The overall design provides accurate results, but the system is bulky, and it would be nice to have a smaller system to work around. The smaller system we tried to create did not provide enough buoyant force on the reference tube, producing inaccuracies in the measuring device.

For this to be a real marketable product for consumers (the home brewing community) to purchase we would need to remake all the plastic components to be made out of food-grade plastics so that we can be sure poisonous chemicals are leaching into the food product.

Design Tradeoffs 

A major trade-off we made for the sake of time was making the prototype out of non-food-safe plastics and non-food-safe adhesives, such as electrical tape. This trade-off was a practical necessity because we believe having proof of concept is more important than material construction. Now that we know our design not only works but works accurately we can further refine the design and the construction of our prototype or construct better and more advanced prototypes.

Another trade-off was to use the LVDT to simplify our proof of concept. The LVDT is expensive and significantly added to the cost of this project. However, using this approach allowed the project to move forward quickly and as smoothly as possible. Now that the proof of concept has been established, our team is looking into sensor alternatives that will reduce the overall cost of each module.

Comparison of Results

The digital hydrometer created is nothing more than an electronic version of the analog hydrometer. The convenience brought by the digital hydrometer is that it can sit in the fermentation tank and samples are taken without having to remove and replace some of the brew. As such, it needs to be as accurate as the analog hydrometer, which the demonstration video shows it to be.

A comparison of the two shows that our system can sit in a sealed tank, negating the user from opening the sealed container to take samples. This is an advantage as every time the unit is opened, the brew is potentially exposed to bacteria or other contaminants which can render the entire batch unusable. Our product is superior in this regard, and it provides a convenience factor as the brewer can simply look down at the top of the tank to determine the current specific gravity instead of going through an involved process.

As mentioned before, this is a product the market is currently lacking. We intend to bring a product to market that is convenient, safe to use, and affordable to the home brewer.

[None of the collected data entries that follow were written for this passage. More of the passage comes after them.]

mod handshake;
mod lifecycle;
mod routing;

use std::{io, net::SocketAddr, sync::Arc};

use async_trait::async_trait;

use crate::{
    bridge::ConnectionBridge,
    setup::{config::NodeConfig, node::BridgeNode},
    tools::{synthetic_node::SyntheticNode, TIMEOUT},
    wait_until,
};

fn node_a_config() -> NodeConfig {
    NodeConfig {
        protocol_version: 1,
        user_agent: String::from("/node-a:1.0.0/"),
        min_fee_rate: 1_000,
        hyper_sync: true,
        archival_mode: true,
    }
}

fn node_b_config() -> NodeConfig {
    NodeConfig {
        protocol_version: 1,
        user_agent: String::from("/node-b:2.3.1/"),
        min_fee_rate: 500,
        hyper_sync: false,
        archival_mode: false,
    }
}

/// Two synthetic nodes with distinct identities, bridged and started.
async fn bridged_pair() -> (
    Arc<SyntheticNode>,
    Arc<SyntheticNode>,
    Arc<ConnectionBridge>,
) {
    let node_a = Arc::new(
        SyntheticNode::builder()
            .with_config(node_a_config())
            .with_start_height(100)
            .build()
            .await
            .unwrap(),
    );
    let node_b = Arc::new(
        SyntheticNode::builder()
            .with_config(node_b_config())
            .with_start_height(99)
            .build()
            .await
            .unwrap(),
    );

    let bridge = ConnectionBridge::new(node_a.clone(), node_b.clone());
    bridge.start().await.unwrap();

    // The nodes register their sides of the connections asynchronously.
    wait_until!(
        TIMEOUT,
        node_a.num_connected() == 2 && node_b.num_connected() == 2
    );

    (node_a, node_b, bridge)
}

/// A fixed identity without any node behind it, for negotiating single legs
/// in isolation.
struct StubNode {
    config: NodeConfig,
    addr: SocketAddr,
    start_height: u32,
}

impl StubNode {
    fn new(config: NodeConfig, start_height: u32) -> Self {
        Self {
            config,
            addr: "127.0.0.1:0".parse().unwrap(),
            start_height,
        }
    }
}

#[async_trait]
impl BridgeNode for StubNode {
    fn config(&self) -> &NodeConfig {
        &self.config
    }

    fn addr(&self) -> SocketAddr {
        self.addr
    }

    fn block_height(&self) -> u32 {
        self.start_height
    }

    async fn connect_to(&self, _addr: SocketAddr) -> io::Result<()> {
        Ok(())
    }
}
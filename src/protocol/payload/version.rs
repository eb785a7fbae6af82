//! Version payload types.

use std::io;

use bytes::{Buf, BufMut};
use chrono::{DateTime, Utc};

use crate::protocol::payload::{
    codec::Codec, read_n_bytes, read_timestamp, Nonce, ProtocolVersion, VarStr,
};

/// The sender runs a full node.
pub const SERVICE_FULL_NODE: u64 = 1;
/// The sender can serve state snapshots (hyper sync).
pub const SERVICE_HYPER_SYNC: u64 = 1 << 1;
/// The sender keeps complete historical state alongside snapshots.
pub const SERVICE_ARCHIVAL: u64 = 1 << 2;

/// A version payload.
#[derive(Debug, PartialEq, Clone)]
pub struct Version {
    /// The protocol version of the sender.
    pub version: ProtocolVersion,
    /// The service capabilities supported by the sender.
    pub services: u64,
    /// The timestamp of the message.
    pub timestamp: DateTime<Utc>,
    /// The nonce associated with this message, echoed back in the verack.
    pub nonce: Nonce,
    /// The user agent of the sender.
    pub user_agent: VarStr,
    /// The block height of the sender's current chain tip.
    pub start_height: u32,
    /// The minimum fee rate the sender admits into its mempool, in nanos per KB.
    pub min_fee_rate: u64,
}

impl Codec for Version {
    fn encode<B: BufMut>(&self, buffer: &mut B) -> io::Result<()> {
        self.version.encode(buffer)?;
        buffer.put_u64_le(self.services);
        buffer.put_i64_le(self.timestamp.timestamp());

        self.nonce.encode(buffer)?;
        self.user_agent.encode(buffer)?;
        buffer.put_u32_le(self.start_height);
        buffer.put_u64_le(self.min_fee_rate);

        Ok(())
    }

    fn decode<B: Buf>(bytes: &mut B) -> io::Result<Self> {
        let version = ProtocolVersion::decode(bytes)?;
        let services = u64::from_le_bytes(read_n_bytes(bytes)?);
        let timestamp = read_timestamp(bytes)?;

        let nonce = Nonce::decode(bytes)?;
        let user_agent = VarStr::decode(bytes)?;

        let start_height = u32::from_le_bytes(read_n_bytes(bytes)?);
        let min_fee_rate = u64::from_le_bytes(read_n_bytes(bytes)?);

        Ok(Self {
            version,
            services,
            timestamp,
            nonce,
            user_agent,
            start_height,
            min_fee_rate,
        })
    }
}
//! Inventory vector types.

use std::io;

use bytes::{Buf, BufMut};

use crate::protocol::payload::{codec::Codec, read_n_bytes, Hash};

/// An inventory vector.
#[derive(Debug, PartialEq, Clone)]
pub struct Inv {
    pub inventory: Vec<InvHash>,
}

impl Inv {
    /// Returns a new inventory vector from the supplied hashes.
    pub fn new(inventory: Vec<InvHash>) -> Self {
        Self { inventory }
    }

    /// Returns a new empty inventory vector.
    pub fn empty() -> Self {
        Self::new(Vec::new())
    }
}

impl Codec for Inv {
    fn encode<B: BufMut>(&self, buffer: &mut B) -> io::Result<()> {
        self.inventory.encode(buffer)
    }

    fn decode<B: Buf>(bytes: &mut B) -> io::Result<Self> {
        Ok(Self {
            inventory: Vec::decode(bytes)?,
        })
    }
}

/// An inventory hash.
#[derive(Debug, PartialEq, Copy, Clone)]
pub struct InvHash {
    /// The object type linked to this inventory.
    kind: ObjectKind,
    /// The hash of the object.
    hash: Hash,
}

impl InvHash {
    /// Returns a new `InvHash` instance.
    pub fn new(kind: ObjectKind, hash: Hash) -> Self {
        Self { kind, hash }
    }
}

impl Codec for InvHash {
    fn encode<B: BufMut>(&self, buffer: &mut B) -> io::Result<()> {
        self.kind.encode(buffer)?;
        self.hash.encode(buffer)?;

        Ok(())
    }

    fn decode<B: Buf>(bytes: &mut B) -> io::Result<Self> {
        let kind = ObjectKind::decode(bytes)?;
        let hash = Hash::decode(bytes)?;

        Ok(Self { kind, hash })
    }
}

/// The inventory object kind.
#[derive(Debug, PartialEq, Clone, Copy)]
pub enum ObjectKind {
    /// The hash is that of a transaction.
    Tx,
    /// The hash is that of a block.
    Block,
}

impl Codec for ObjectKind {
    fn encode<B: BufMut>(&self, buffer: &mut B) -> io::Result<()> {
        let value: u32 = match self {
            Self::Tx => 1,
            Self::Block => 2,
        };

        buffer.put_u32_le(value);

        Ok(())
    }

    fn decode<B: Buf>(bytes: &mut B) -> io::Result<Self> {
        let value = u32::from_le_bytes(read_n_bytes(bytes)?);

        let kind = match value {
            1 => Self::Tx,
            2 => Self::Block,
            _ => {
                return Err(io::Error::new(
                    io::ErrorKind::InvalidData,
                    "ObjectKind is not known",
                ))
            }
        };

        Ok(kind)
    }
}
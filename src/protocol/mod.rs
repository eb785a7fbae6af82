//! Wire protocol types spoken by the bridged nodes.

pub mod message;
pub mod payload;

Legal, Economic, Ethical or Societal Issues

After successfully testing our prototype we discussed what would need to be changed in the final design to safely and ethically market this device to the home brewing community. All the plastics used would need to be exchanged for plastics deemed food safe by the FDA, these plastics will not leach out harmful chemicals like BPA, benzene, or other harmful hydrocarbons into the fermenting beer. These hydrocarbons may destroy the taste of the fermenting beer but also poison anyone consuming the beer.

Further product and patent research is needed to ensure that the design of this unit doesn't conflict with the patents on file today. Specifically, our concern is with lab-grade hydrometers as the digital hydrometers marketed toward brewers are still in development.